Pensar o buscar significar que los captores, terroristas poderosos, resultan buena gente, afables, humanos, hermanos, razonables, condescendientes, comprensibles en su accionar, o que con ellos se puede llegar a acuerdos con resultados aproximados a lo óptimo, no es ninguna novedad. Tanto así que existe el síndrome de Estocolmo. Aquel en el que la víctima reconoce las bondades de quien con ella ha ejecutado uno de los actos más viles de la humanidad, como sin duda lo constituye la privación ilegítima de la libertad.

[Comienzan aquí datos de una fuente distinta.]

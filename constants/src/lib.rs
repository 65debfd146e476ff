//! Shared tunables for the scene gallery.
//!
//! Values live here rather than in the application so that tests, tooling and
//! the gallery binary agree on the same numbers.

/// Camera follow controller defaults and interpolation factors.
pub mod camera;

/// Conversion factors from unit-less light intensities to physical units.
pub mod lighting;

/// Planet table for the solar system page.
pub mod planets;

/// Panel sizes, colours and other presentation settings.
pub mod render_settings;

En Venezuela el secuestro, acto terrorista penado en todas partes del mundo, atentado y violación de los derechos humanos, tiene gradientes. Acá se secuestra hace años por motivos políticos. Recordemos la pérdida de la libertad por años del empresario norteamericano William Nihaus, en su momento, hasta este de toda la población, el secuestro más largo de la historia venezolana; a manos de la «combativa» izquierda que entonces decía que justamente luchaba de ese contradictorio modo por nuestra liberación de las supuestas garras mortales, empobrecedoras, del capitalismo y otras babiecadas.
Más recientemente se ha profundizado el uso de la privación ilegítima de la libertad en manos de los cuerpos militares y policiales del «Estado» venezolano. Allí está la inmensa cantidad de presos políticos, de sometidos a régimen de presentación. En realidad, prisioneros nos encontramos todos, rebasados por las ilegalidades que nos mantienen cautivos y a la deriva. Tanto que en nuestro país da prácticamente igual estar bajo las mazmorras de los esbirros del régimen que en casa, confinados por el covid-19, o por las «autoridades» (in)»competentes». El valor del pasaporte (costo al que casi nadie le ha prestado atención; nos sujeta, nos oprime también. El equivalente de más de un año de trabajo sin gastar en más nada para un profesor universitario) nos convierte en impedidos prácticamente a abandonar el país por el motivo o el tiempo que sea. Cautivos y atropellados, vejados.
La pandemia ha permitido que el régimen imponga sus criterios para nuestra ida y vuelta de la casa por cárcel. Contenidos, represados, reprimidos. Sin casi medios de comunicación libres, donde poder expresarse, sobre los cuales la censura resulta implacable hasta el cierre o la confiscación. Sin partidos políticos con mediana libertad de ejecutorias. Allí están la expropiación de Copei, la vulneración permanente de Voluntad Popular, y, ahora, la tropelía contra Acción Democrática. Así todos y todo resulta secuestrado. Tanto las personas como las instituciones democráticas o las empresas a la deriva poderosa de quienes detentan las máximas posibilidades de (co)acción en el país.
Cada vez se distancia más la posibilidad de entender el querer acudir o planificar eventos electorales, negociaciones abiertas o a hurtadillas, la tan chocante cohabitación como encuentro político conforme a los requerimientos del deseado y deseable reencuentro en paz de los venezolanos. Todo esto solo es explicable científicamente, bajo el manto protector del síndrome de Estocolmo. Librémonos de ese síndrome después de entenderlo y procesarlo bien. No quiero para mí, tampoco para nadie más y mucho menos para el país, tener, bajo ninguna circunstancia, que aplaudir, comprender y reconocer alguna gentileza disfrazada en nuestros captores.